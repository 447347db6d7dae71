//! Text rules shared by every label family: price tiers, hour-word agreement, sentence case and
//! output file naming.

use std::collections::HashMap;
use std::fmt;

/// Currency sign appended to prices, without a separating space.
pub const CURRENCY_SIGN: char = '₽';

/// Longest output base name, in characters.
pub const MAX_FILENAME_CHARS: usize = 80;

/// Base name used when a record name normalizes to nothing.
pub const FALLBACK_FILENAME: &str = "item";

/// Quality category derived from a price.
#[derive(Clone, Copy, Debug, PartialEq, Eq, Hash)]
pub enum PriceTier {
    /// Up to 20.
    A,
    /// 21 to 35.
    APlus,
    /// 36 to 55.
    APlusPlus,
    /// Above 55.
    Premium,
}

impl PriceTier {
    /// Tier for `price`.  Upper bounds are inclusive.
    pub fn from_price(price: u32) -> Self {
        match price {
            0..=20 => Self::A,
            21..=35 => Self::APlus,
            36..=55 => Self::APlusPlus,
            _ => Self::Premium,
        }
    }

    /// Printed label of the tier.
    pub fn label(self) -> &'static str {
        match self {
            Self::A => "A",
            Self::APlus => "A+",
            Self::APlusPlus => "A++",
            Self::Premium => "ПРЕМИУМ",
        }
    }
}

impl fmt::Display for PriceTier {
    fn fmt(&self, f: &mut fmt::Formatter<'_>) -> fmt::Result {
        f.write_str(self.label())
    }
}

/// Grammatical number a count takes in Russian.
#[derive(Clone, Copy, Debug, PartialEq, Eq)]
pub enum NumeralForm {
    /// 1, 21, 101 ...
    Singular,
    /// 2-4, 22-24 ...
    Paucal,
    /// 0, 5-20, 25-30 ...
    Plural,
}

impl NumeralForm {
    /// Form agreeing with `n`.
    pub fn of(n: u64) -> Self {
        let hundreds = n % 100;
        let tens = n % 10;
        if (11..=14).contains(&hundreds) {
            Self::Plural
        } else if tens == 1 {
            Self::Singular
        } else if (2..=4).contains(&tens) {
            Self::Paucal
        } else {
            Self::Plural
        }
    }
}

/// The word "hour" agreeing with `hours`.
pub fn hours_word(hours: u32) -> &'static str {
    match NumeralForm::of(u64::from(hours)) {
        NumeralForm::Singular => "час",
        NumeralForm::Paucal => "часа",
        NumeralForm::Plural => "часов",
    }
}

/// Shelf-life phrase such as `"24 часа"`.
pub fn hours_phrase(hours: u32) -> String {
    format!("{hours} {}", hours_word(hours))
}

/// Price with the currency sign, e.g. `"350₽"`.
pub fn format_price(price: u32) -> String {
    format!("{price}{CURRENCY_SIGN}")
}

fn collapse_whitespace(text: &str) -> String {
    text.split_whitespace().collect::<Vec<_>>().join(" ")
}

fn is_terminator(c: char) -> bool {
    matches!(c, '.' | '!' | '?')
}

fn capitalize_first_letter(chunk: &str) -> String {
    let mut out = String::with_capacity(chunk.len());
    let mut done = false;
    for c in chunk.chars() {
        if !done && c.is_alphabetic() {
            out.extend(c.to_uppercase());
            done = true;
        } else {
            out.push(c);
        }
    }
    out
}

/// Capitalizes the first letter of every sentence.
///
/// Whitespace is collapsed, the text is split after each run of `.`, `!` or `?`, and the pieces
/// are rejoined with single spaces.  Whitespace left in front of a terminator is removed.  Letters
/// other than the first of each sentence keep their case.
pub fn sentence_case(text: &str) -> String {
    let collapsed = collapse_whitespace(text);
    let mut pieces: Vec<String> = Vec::new();
    let mut chunk = String::new();
    let mut chars = collapsed.chars().peekable();

    while let Some(c) = chars.next() {
        chunk.push(c);
        if is_terminator(c) && !chars.peek().copied().is_some_and(is_terminator) {
            pieces.push(std::mem::take(&mut chunk));
        }
    }
    pieces.push(chunk);

    let joined = pieces
        .iter()
        .map(|piece| capitalize_first_letter(piece.trim()))
        .filter(|piece| !piece.is_empty())
        .collect::<Vec<_>>()
        .join(" ");

    let mut out = String::with_capacity(joined.len());
    for c in joined.chars() {
        if is_terminator(c) {
            let trimmed = out.trim_end().len();
            out.truncate(trimmed);
        }
        out.push(c);
    }
    out
}

/// Output base name for a record.
///
/// Path separators, characters reserved on common filesystems and control whitespace become
/// spaces, whitespace is collapsed, and the result is capped at [`MAX_FILENAME_CHARS`].
pub fn safe_filename(name: &str) -> String {
    let replaced: String = name
        .chars()
        .map(|c| match c {
            '\\' | '/' | ':' | '*' | '?' | '"' | '<' | '>' | '|' | '\n' | '\r' | '\t' => ' ',
            other => other,
        })
        .collect();
    let collapsed = collapse_whitespace(&replaced);
    if collapsed.is_empty() {
        return FALLBACK_FILENAME.to_owned();
    }
    let capped: String = collapsed.chars().take(MAX_FILENAME_CHARS).collect();
    capped.trim_end().to_owned()
}

/// De-duplicates base names: the first occurrence is kept, the k-th repeat becomes `name_k`.
pub fn unique_names<S: AsRef<str>>(names: &[S]) -> Vec<String> {
    let mut seen: HashMap<&str, usize> = HashMap::new();
    names
        .iter()
        .map(|name| {
            let name = name.as_ref();
            let count = seen.entry(name).or_insert(0);
            *count += 1;
            if *count == 1 {
                name.to_owned()
            } else {
                format!("{name}_{count}")
            }
        })
        .collect()
}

========

## Problem details
Where a line of the data above includes "часа", copy that line.

## Result of this task
        NumeralForm::Paucal => "часа",
/// Shelf-life phrase such as `"24 часа"`.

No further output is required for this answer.